In realtà, le escursioni di marea proprie dei mari italiani (con particolare riferimento al mare Adriatico) sono piuttosto modeste, ma la penetrazione del cuneo salino è fortemente influenzata/favorita dalle portate d’acqua dolce in arrivo che, a causa dei periodi di magra sempre più prolungati, è in forte diminuzione soprattutto nel corso dei mesi estivi.
Il fenomeno ha assunto negli ultimi decenni proporzioni sempre più preoccupanti con una progressiva intrusione salina lungo i corsi d’acqua.

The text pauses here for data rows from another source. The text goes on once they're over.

//! URL templates with `{name}` placeholders
//!
//! Commands are turned into requests by convention: every payload field named
//! in the template is bound into the URL, and whatever is left becomes the
//! request body.
//!
//! ```
//! use optimistic_runtime::template::{bind_path_variables, request_body};
//! use serde_json::json;
//!
//! let payload = json!({ "id": 7, "completed": true });
//!
//! let url = bind_path_variables("/todos/{id}", &payload)?;
//! assert_eq!(url, "/todos/7");
//!
//! // Only one field is left over, so the body is that field's value
//! assert_eq!(request_body("/todos/{id}", &payload), json!(true));
//! # Ok::<(), optimistic_core::DispatchError>(())
//! ```

use optimistic_core::DispatchError;
use serde_json::{Map, Value};

/// Placeholder names in the order they appear in the template
///
/// Text after an unclosed `{` is not a placeholder.
#[must_use]
pub fn path_variables(template: &str) -> Vec<&str> {
    template
        .split('{')
        .skip(1)
        .filter_map(|segment| segment.split_once('}').map(|(name, _)| name))
        .collect()
}

/// Substitute each `{name}` with the payload field of the same name
///
/// Payload fields that do not appear in the template are ignored. String
/// fields are inserted without quotes; other values use their JSON text.
///
/// # Errors
///
/// Returns [`DispatchError::MissingPathVariable`] when any placeholder is left
/// unbound, including when the payload is not an object.
pub fn bind_path_variables(template: &str, payload: &Value) -> Result<String, DispatchError> {
    let mut url = template.to_string();
    let mut missing = Vec::new();

    for name in path_variables(template) {
        match payload.get(name) {
            Some(value) => {
                url = url.replace(&format!("{{{name}}}"), &path_segment(value));
            }
            None => missing.push(name.to_string()),
        }
    }

    if missing.is_empty() && !url.contains('{') {
        Ok(url)
    } else {
        Err(DispatchError::MissingPathVariable {
            template: template.to_string(),
            missing,
        })
    }
}

/// The request body for a payload sent to `template`
///
/// - Non-object payloads (including `null`) are the body as-is.
/// - Fields consumed by the URL are removed.
/// - If exactly one field remains, the body is that field's value.
#[must_use]
pub fn request_body(template: &str, payload: &Value) -> Value {
    let Value::Object(fields) = payload else {
        return payload.clone();
    };

    let consumed = path_variables(template);
    let remaining: Map<String, Value> = fields
        .iter()
        .filter(|(key, _)| !consumed.contains(&key.as_str()))
        .map(|(key, value)| (key.clone(), value.clone()))
        .collect();

    if remaining.len() == 1 {
        remaining
            .into_iter()
            .next()
            .map_or(Value::Null, |(_, value)| value)
    } else {
        Value::Object(remaining)
    }
}

fn path_segment(value: &Value) -> String {
    match value {
        Value::String(text) => text.clone(),
        other => other.to_string(),
    }
}

#[cfg(test)]
mod tests {
    #![allow(clippy::unwrap_used)]

    use super::*;
    use serde_json::json;

    #[test]
    fn template_without_variables_is_returned_unchanged() {
        assert_eq!(bind_path_variables("a", &Value::Null).unwrap(), "a");
        assert_eq!(bind_path_variables("/todos", &json!({ "text": "x" })).unwrap(), "/todos");
    }

    #[test]
    fn binds_every_placeholder() {
        assert_eq!(bind_path_variables("/a/{a}", &json!({ "a": 1 })).unwrap(), "/a/1");
        assert_eq!(
            bind_path_variables("/a/{a}/b/{b}/c/{test}", &json!({ "a": 1, "b": 2, "test": 3 }))
                .unwrap(),
            "/a/1/b/2/c/3"
        );
    }

    #[test]
    fn ignores_fields_not_in_template() {
        assert_eq!(
            bind_path_variables("/a/{a}", &json!({ "a": 1, "b": 2 })).unwrap(),
            "/a/1"
        );
    }

    #[test]
    fn string_fields_are_bound_without_quotes() {
        assert_eq!(
            bind_path_variables("/users/{name}", &json!({ "name": "ada" })).unwrap(),
            "/users/ada"
        );
    }

    #[test]
    fn missing_placeholder_is_an_error() {
        let error = bind_path_variables("/a/{a}", &json!({})).unwrap_err();
        assert_eq!(
            error,
            DispatchError::MissingPathVariable {
                template: "/a/{a}".to_string(),
                missing: vec!["a".to_string()],
            }
        );
        assert!(error.is_construction_error());

        assert!(bind_path_variables("/a/{a}", &Value::Null).is_err());
    }

    #[test]
    fn parses_placeholder_names_in_order() {
        assert!(path_variables("api/todo").is_empty());
        assert_eq!(
            path_variables("/todo/{todoId}/item/{itemId}/detail/{detailId}"),
            vec!["todoId", "itemId", "detailId"]
        );
    }

    #[test]
    fn body_drops_fields_bound_into_url() {
        assert_eq!(request_body("/api/{todoId}", &json!({ "todoId": 1, "b": 2 })), json!(2));
        assert_eq!(
            request_body("/api/{todoId}", &json!({ "todoId": 1, "b": 2, "c": 3 })),
            json!({ "b": 2, "c": 3 })
        );
    }

    #[test]
    fn non_object_payload_is_the_body() {
        assert_eq!(request_body("/api/todo", &Value::Null), Value::Null);
        assert_eq!(request_body("/api/{todoId}", &Value::Null), Value::Null);
        assert_eq!(request_body("/api/todo", &json!("1/31/2019")), json!("1/31/2019"));
    }

    #[test]
    fn fully_consumed_payload_leaves_empty_object() {
        assert_eq!(request_body("/todos/{id}", &json!({ "id": 3 })), json!({}));
    }

    proptest::proptest! {
        #[test]
        fn bound_fields_never_reach_the_body(id in 0_u32..100_000, text in "[a-z]{1,12}") {
            let payload = json!({ "id": id, "text": text });

            let url = bind_path_variables("/todos/{id}", &payload).unwrap();
            proptest::prop_assert_eq!(url, format!("/todos/{id}"));
            proptest::prop_assert_eq!(request_body("/todos/{id}", &payload), json!(text));
        }
    }
}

Basti pensare infatti che, mentre negli anni ’50 – ’60 l’intrusione salina era limitata a circa 3 km dalla foce dell’Adige, negli anni 2000 la presenza del sale è stata rilevata a circa 20 km dalla foce, mettendo sostanzialmente in crisi l’intero sistema irriguo che impiega l’acqua di questo tratto di fiume.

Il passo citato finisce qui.